Recorded data

○ ○ ○ ○ ○

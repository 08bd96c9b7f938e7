//! POSIX-style permission modes.
//!
//! A [`Mode`] packs three permission triads into nine bits:
//!
//! ```text
//!   8 7 6   5 4 3   2 1 0
//!  ┌─────┐ ┌─────┐ ┌─────┐
//!  │r w x│ │r w x│ │r w x│
//!  └─────┘ └─────┘ └─────┘
//!   owner   group   other
//! ```
//!
//! Each triad is a [`ModeBits`] value whose numeric form is the usual
//! octal digit (`0` = none ... `7` = all).
//!
//! # Umask
//!
//! A umask removes bits from a mode, independently for each triad:
//!
//! ```text
//! effective = mode & !umask
//! ```
//!
//! # Example
//!
//! ```
//! use strata_types::{Mode, ModeBits};
//!
//! let umask: Mode = "022".parse().expect("valid umask");
//! let mode = Mode::default().apply_umask(umask);
//!
//! assert_eq!(mode.to_numeric(), 0o755);
//! assert_eq!(mode.owner_bits(), ModeBits::ALL);
//! assert_eq!(mode.group_bits(), ModeBits::READ_EXECUTE);
//! assert_eq!(mode.to_string(), "0755");
//! ```

use crate::{ErrorCode, TryNew};
use bitflags::bitflags;
use serde::{Deserialize, Serialize};
use std::fmt;
use std::str::FromStr;
use thiserror::Error;

bitflags! {
    /// Permission bits of a single triad (owner, group or other).
    ///
    /// | Value | Constant | Symbol |
    /// |-------|----------|--------|
    /// | 0 | [`NONE`](Self::NONE) | `---` |
    /// | 1 | [`EXECUTE`](Self::EXECUTE) | `--x` |
    /// | 2 | [`WRITE`](Self::WRITE) | `-w-` |
    /// | 3 | [`WRITE_EXECUTE`](Self::WRITE_EXECUTE) | `-wx` |
    /// | 4 | [`READ`](Self::READ) | `r--` |
    /// | 5 | [`READ_EXECUTE`](Self::READ_EXECUTE) | `r-x` |
    /// | 6 | [`READ_WRITE`](Self::READ_WRITE) | `rw-` |
    /// | 7 | [`ALL`](Self::ALL) | `rwx` |
    #[derive(Debug, Clone, Copy, PartialEq, Eq, Hash, Serialize, Deserialize)]
    pub struct ModeBits: u8 {
        /// Execute (or traverse, for directories).
        const EXECUTE = 0b001;
        /// Write.
        const WRITE   = 0b010;
        /// Read.
        const READ    = 0b100;
    }
}

impl ModeBits {
    /// No permission.
    pub const NONE: Self = Self::empty();
    /// Write and execute.
    pub const WRITE_EXECUTE: Self = Self::WRITE.union(Self::EXECUTE);
    /// Read and execute.
    pub const READ_EXECUTE: Self = Self::READ.union(Self::EXECUTE);
    /// Read and write.
    pub const READ_WRITE: Self = Self::READ.union(Self::WRITE);
    /// Read, write and execute.
    pub const ALL: Self = Self::READ.union(Self::WRITE).union(Self::EXECUTE);

    /// Builds a triad from its octal digit.
    ///
    /// Returns `None` for values above 7.
    #[must_use]
    pub fn from_digit(digit: u8) -> Option<Self> {
        Self::from_bits(digit)
    }

    /// Returns `true` if every bit in `other` is also set here.
    ///
    /// `ALL` implies everything; `NONE` is implied by everything.
    #[must_use]
    pub fn implies(self, other: Self) -> bool {
        self.contains(other)
    }

    /// Returns the `rwx`-style symbol for this triad.
    #[must_use]
    pub fn symbol(self) -> &'static str {
        match self.bits() {
            0 => "---",
            1 => "--x",
            2 => "-w-",
            3 => "-wx",
            4 => "r--",
            5 => "r-x",
            6 => "rw-",
            _ => "rwx",
        }
    }
}

impl fmt::Display for ModeBits {
    fn fmt(&self, f: &mut fmt::Formatter<'_>) -> fmt::Result {
        f.write_str(self.symbol())
    }
}

/// Rejected mode or umask value.
#[derive(Debug, Clone, PartialEq, Eq, Error)]
pub enum InvalidMode {
    /// Numeric value does not fit in nine permission bits.
    #[error("mode {value:#o} is outside the valid range 0..=0o777")]
    OutOfRange {
        /// The rejected value.
        value: u32,
    },

    /// Text is not an octal mode.
    #[error("'{input}' is not an octal mode")]
    Unparseable {
        /// The rejected text.
        input: String,
    },
}

impl ErrorCode for InvalidMode {
    fn code(&self) -> &'static str {
        match self {
            Self::OutOfRange { .. } => "MODE_OUT_OF_RANGE",
            Self::Unparseable { .. } => "MODE_UNPARSEABLE",
        }
    }

    fn is_recoverable(&self) -> bool {
        false
    }
}

/// Nine-bit permission mode (owner, group, other).
///
/// Values are immutable: [`apply_umask`](Self::apply_umask) returns a new
/// mode. Construction from raw numbers is fallible and never truncates.
///
/// # Serialization
///
/// Serializes as zero-prefixed octal text (`"0755"`) and accepts any text
/// that [`FromStr`] accepts.
#[derive(Debug, Clone, Copy, PartialEq, Eq, Hash, Serialize, Deserialize)]
#[serde(try_from = "String", into = "String")]
pub struct Mode(u16);

impl Mode {
    /// Mask of all meaningful bits.
    pub const MASK: u16 = 0o777;

    /// `rwxrwxrwx`, the ceiling every concrete mode is derived from.
    pub const ALL: Self = Self(0o777);

    /// `---------`.
    pub const NONE: Self = Self(0o000);

    /// The conventional umask (`022`).
    pub const DEFAULT_UMASK: Self = Self(0o022);

    /// Builds a mode from its three triads.
    #[must_use]
    pub fn from_triads(owner: ModeBits, group: ModeBits, other: ModeBits) -> Self {
        Self(
            u16::from(owner.bits()) << 6
                | u16::from(group.bits()) << 3
                | u16::from(other.bits()),
        )
    }

    /// Owner triad.
    #[must_use]
    pub fn owner_bits(self) -> ModeBits {
        self.triad(6)
    }

    /// Group triad.
    #[must_use]
    pub fn group_bits(self) -> ModeBits {
        self.triad(3)
    }

    /// Other triad.
    #[must_use]
    pub fn other_bits(self) -> ModeBits {
        self.triad(0)
    }

    fn triad(self, shift: u16) -> ModeBits {
        // Masked to three bits, so truncation never drops anything.
        ModeBits::from_bits_truncate(((self.0 >> shift) & 0o7) as u8)
    }

    /// Applies `umask`, returning the effective mode.
    ///
    /// For each triad, a bit survives only if it is set here and clear in
    /// the umask.
    ///
    /// # Example
    ///
    /// ```
    /// use strata_types::Mode;
    ///
    /// let umask = Mode::DEFAULT_UMASK;
    /// assert_eq!(Mode::ALL.apply_umask(umask).to_numeric(), 0o755);
    /// ```
    #[must_use]
    pub fn apply_umask(self, umask: Self) -> Self {
        Self::from_triads(
            self.owner_bits() & umask.owner_bits().complement(),
            self.group_bits() & umask.group_bits().complement(),
            self.other_bits() & umask.other_bits().complement(),
        )
    }

    /// Returns the packed nine-bit value.
    #[must_use]
    pub fn to_numeric(self) -> u16 {
        self.0
    }

    /// Returns the `ls -l` style rendering, e.g. `rwxr-xr-x`.
    #[must_use]
    pub fn symbolic(self) -> String {
        format!(
            "{}{}{}",
            self.owner_bits(),
            self.group_bits(),
            self.other_bits()
        )
    }
}

impl Default for Mode {
    fn default() -> Self {
        Self::ALL
    }
}

impl TryNew for Mode {
    type Error = InvalidMode;
    type Args = u16;

    /// Validates that `value` fits in nine bits.
    fn try_new(value: u16) -> Result<Self, Self::Error> {
        if value > Self::MASK {
            return Err(InvalidMode::OutOfRange {
                value: u32::from(value),
            });
        }
        Ok(Self(value))
    }
}

impl TryFrom<u16> for Mode {
    type Error = InvalidMode;

    fn try_from(value: u16) -> Result<Self, Self::Error> {
        Self::try_new(value)
    }
}

impl TryFrom<u32> for Mode {
    type Error = InvalidMode;

    fn try_from(value: u32) -> Result<Self, Self::Error> {
        u16::try_from(value)
            .map_err(|_| InvalidMode::OutOfRange { value })
            .and_then(Self::try_new)
    }
}

impl FromStr for Mode {
    type Err = InvalidMode;

    /// Parses octal text: `755`, `0755`, `022` or `0o755`.
    fn from_str(s: &str) -> Result<Self, Self::Err> {
        let trimmed = s.trim();
        let digits = trimmed
            .strip_prefix("0o")
            .or_else(|| trimmed.strip_prefix("0O"))
            .unwrap_or(trimmed);

        if digits.is_empty() || !digits.bytes().all(|b| (b'0'..=b'7').contains(&b)) {
            return Err(InvalidMode::Unparseable {
                input: s.to_string(),
            });
        }

        let value = u32::from_str_radix(digits, 8).map_err(|_| InvalidMode::Unparseable {
            input: s.to_string(),
        })?;
        Self::try_from(value)
    }
}

impl TryFrom<String> for Mode {
    type Error = InvalidMode;

    fn try_from(value: String) -> Result<Self, Self::Error> {
        value.parse()
    }
}

impl From<Mode> for String {
    fn from(mode: Mode) -> Self {
        mode.to_string()
    }
}

impl fmt::Display for Mode {
    fn fmt(&self, f: &mut fmt::Formatter<'_>) -> fmt::Result {
        write!(f, "{:04o}", self.0)
    }
}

○ ○ ○ ○ ○

Please write out, exactly as they appear, the lines from the line containing "value.parse()" through the last line of the records above, both included.

#### SOLUTION TO THIS EXERCISE:
        value.parse()
    }
}

impl From<Mode> for String {
    fn from(mode: Mode) -> Self {
        mode.to_string()
    }
}

impl fmt::Display for Mode {
    fn fmt(&self, f: &mut fmt::Formatter<'_>) -> fmt::Result {
        write!(f, "{:04o}", self.0)
    }
}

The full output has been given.